_TASK:_ Search the data below for "oriented"; list each line that holds it.

•••

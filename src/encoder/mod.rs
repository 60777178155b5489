//! Encoder port
//!
//! This module defines the block-oriented encoder the exporter drives:
//! - Input slots loaned by the encoder and filled by the exporter
//! - Output buffers pulled one at a time and released explicitly
//! - Encoder factories used during format negotiation
//!
//! Implementations:
//! - `passthrough`: raw PCM access units, no compression
//! - `ffmpeg_aac`: AAC-LC through FFmpeg (feature `ffmpeg`)

#[cfg(feature = "ffmpeg")]
pub mod ffmpeg_aac;
pub mod passthrough;

#[cfg(feature = "ffmpeg")]
pub use ffmpeg_aac::{FfmpegAacEncoder, FfmpegEncoderFactory};
pub use passthrough::{PassthroughEncoder, PassthroughEncoderFactory};

use bitflags::bitflags;
use bytes::{Bytes, BytesMut};

use crate::error::EncoderError;
use crate::format::{AudioCodec, MediaFormat};

bitflags! {
    /// Flag bits carried by input submissions
    #[repr(transparent)]
    #[derive(Debug, Clone, Copy, PartialEq, Eq, Hash)]
    pub struct BufferFlags: u32 {
        /// Last submission of the stream; carries no data
        const END_OF_STREAM = 1 << 2;
    }
}

impl Default for BufferFlags {
    fn default() -> Self {
        Self::empty()
    }
}

/// Input buffer staged by the exporter and handed to the encoder.
///
/// The slot is reused for the whole session. Its storage is loaned by the
/// encoder in [`FrameEncoder::maybe_dequeue_input_buffer`] and taken back in
/// [`FrameEncoder::queue_input_buffer`].
#[derive(Debug, Default)]
pub struct InputSlot {
    data: Option<BytesMut>,
    capacity: usize,
    /// Presentation time of the first frame in the slot
    pub time_us: i64,
    pub flags: BufferFlags,
}

impl InputSlot {
    pub fn new() -> Self {
        Self::default()
    }

    /// Hand `capacity` bytes of empty storage to the slot. Called by
    /// encoders.
    pub fn loan(&mut self, capacity: usize) {
        let mut storage = self.data.take().unwrap_or_default();
        storage.clear();
        storage.reserve(capacity);
        self.data = Some(storage);
        self.capacity = capacity;
        self.time_us = 0;
        self.flags = BufferFlags::empty();
    }

    /// Whether storage is currently loaned and not yet submitted.
    pub fn is_checked_out(&self) -> bool {
        self.data.is_some()
    }

    /// Capacity of the loaned storage; 0 when nothing is checked out.
    pub fn capacity(&self) -> usize {
        if self.is_checked_out() {
            self.capacity
        } else {
            0
        }
    }

    /// Bytes written into the slot so far.
    pub fn len(&self) -> usize {
        self.data.as_ref().map_or(0, BytesMut::len)
    }

    pub fn is_empty(&self) -> bool {
        self.len() == 0
    }

    /// Room left before the slot is full.
    pub fn remaining_capacity(&self) -> usize {
        self.capacity().saturating_sub(self.len())
    }

    /// Copy as much of `src` as fits and return the number of bytes copied.
    pub fn fill_from(&mut self, src: &[u8]) -> usize {
        let count = src.len().min(self.remaining_capacity());
        if let Some(data) = self.data.as_mut() {
            data.extend_from_slice(&src[..count]);
        }
        count
    }

    pub fn is_end_of_stream(&self) -> bool {
        self.flags.contains(BufferFlags::END_OF_STREAM)
    }

    /// Take the submitted contents back. Called by encoders when input is
    /// queued; the slot is no longer checked out afterwards.
    pub fn take(&mut self) -> Option<QueuedInput> {
        let data = self.data.take()?;
        Some(QueuedInput {
            data: data.freeze(),
            time_us: self.time_us,
            flags: self.flags,
        })
    }
}

/// Contents of a submitted input slot
#[derive(Debug, Clone, PartialEq, Eq)]
pub struct QueuedInput {
    pub data: Bytes,
    pub time_us: i64,
    pub flags: BufferFlags,
}

impl QueuedInput {
    pub fn is_end_of_stream(&self) -> bool {
        self.flags.contains(BufferFlags::END_OF_STREAM)
    }
}

/// One encoded access unit
#[derive(Debug, Clone, PartialEq, Eq)]
pub struct EncodedBuffer {
    pub data: Bytes,
    pub time_us: i64,
}

/// Block-oriented audio encoder
pub trait FrameEncoder {
    /// Encoder name (for logging/debugging)
    fn name(&self) -> &'static str;

    /// Format the encoder was actually configured with. May differ from the
    /// format it was created for.
    fn configuration_format(&self) -> &MediaFormat;

    /// Loan an empty input buffer to `slot`.
    ///
    /// Returns `Ok(false)` when every input buffer is in use; that is
    /// backpressure, not an error.
    fn maybe_dequeue_input_buffer(&mut self, slot: &mut InputSlot) -> Result<bool, EncoderError>;

    /// Submit the contents of a checked-out `slot`.
    fn queue_input_buffer(&mut self, slot: &mut InputSlot) -> Result<(), EncoderError>;

    /// Output format, once the encoder knows it.
    fn output_format(&mut self) -> Result<Option<MediaFormat>, EncoderError>;

    /// Next encoded buffer, if one is ready. Returns the same buffer until it
    /// is released.
    fn output_buffer(&mut self) -> Result<Option<EncodedBuffer>, EncoderError>;

    /// Give the current output buffer back to the encoder.
    fn release_output_buffer(&mut self, render: bool) -> Result<(), EncoderError>;

    /// Whether the encoder has output everything after end of stream.
    fn is_ended(&self) -> bool;

    /// Release the encoder. Must be idempotent.
    fn release(&mut self);
}

/// Creates encoders during format negotiation
pub trait EncoderFactory {
    /// Create an encoder for `format`.
    ///
    /// The encoder may be configured with a different format than requested
    /// (e.g. another codec) when the requested one is unavailable; callers
    /// read the outcome from [`FrameEncoder::configuration_format`].
    fn create_for_audio_encoding(
        &self,
        format: &MediaFormat,
    ) -> Result<Box<dyn FrameEncoder>, EncoderError>;

    /// Whether this factory has an encoder for `codec`.
    fn supports_codec(&self, codec: AudioCodec) -> bool {
        let _ = codec;
        true
    }
}

#[cfg(test)]
mod tests {
    use super::*;

    #[test]
    fn test_slot_not_checked_out_by_default() {
        let slot = InputSlot::new();
        assert!(!slot.is_checked_out());
        assert_eq!(slot.capacity(), 0);
        assert!(slot.is_empty());
    }

    #[test]
    fn test_slot_fill_respects_capacity() {
        let mut slot = InputSlot::new();
        slot.loan(4);
        assert_eq!(slot.fill_from(b"abcdef"), 4);
        assert_eq!(slot.len(), 4);
        assert_eq!(slot.remaining_capacity(), 0);
        assert_eq!(slot.fill_from(b"gh"), 0);
    }

    #[test]
    fn test_slot_take_returns_contents() {
        let mut slot = InputSlot::new();
        slot.loan(8);
        slot.fill_from(b"abc");
        slot.time_us = 42;
        slot.flags.insert(BufferFlags::END_OF_STREAM);

        let queued = slot.take().unwrap();
        assert_eq!(&queued.data[..], b"abc");
        assert_eq!(queued.time_us, 42);
        assert!(queued.is_end_of_stream());
        assert!(!slot.is_checked_out());
        assert!(slot.take().is_none());
    }

    #[test]
    fn test_loan_resets_slot() {
        let mut slot = InputSlot::new();
        slot.loan(4);
        slot.fill_from(b"ab");
        slot.flags.insert(BufferFlags::END_OF_STREAM);
        slot.loan(2);
        assert!(slot.is_empty());
        assert!(!slot.is_end_of_stream());
        assert_eq!(slot.capacity(), 2);
    }

    #[test]
    fn test_flags() {
        let mut flags = BufferFlags::empty();
        assert!(!flags.contains(BufferFlags::END_OF_STREAM));
        flags.insert(BufferFlags::END_OF_STREAM);
        assert!(flags.contains(BufferFlags::END_OF_STREAM));
        assert_eq!(flags.bits(), 4);
    }
}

•••

_RESULT OF THE TASK:_
//! This module defines the block-oriented encoder the exporter drives:
/// Block-oriented audio encoder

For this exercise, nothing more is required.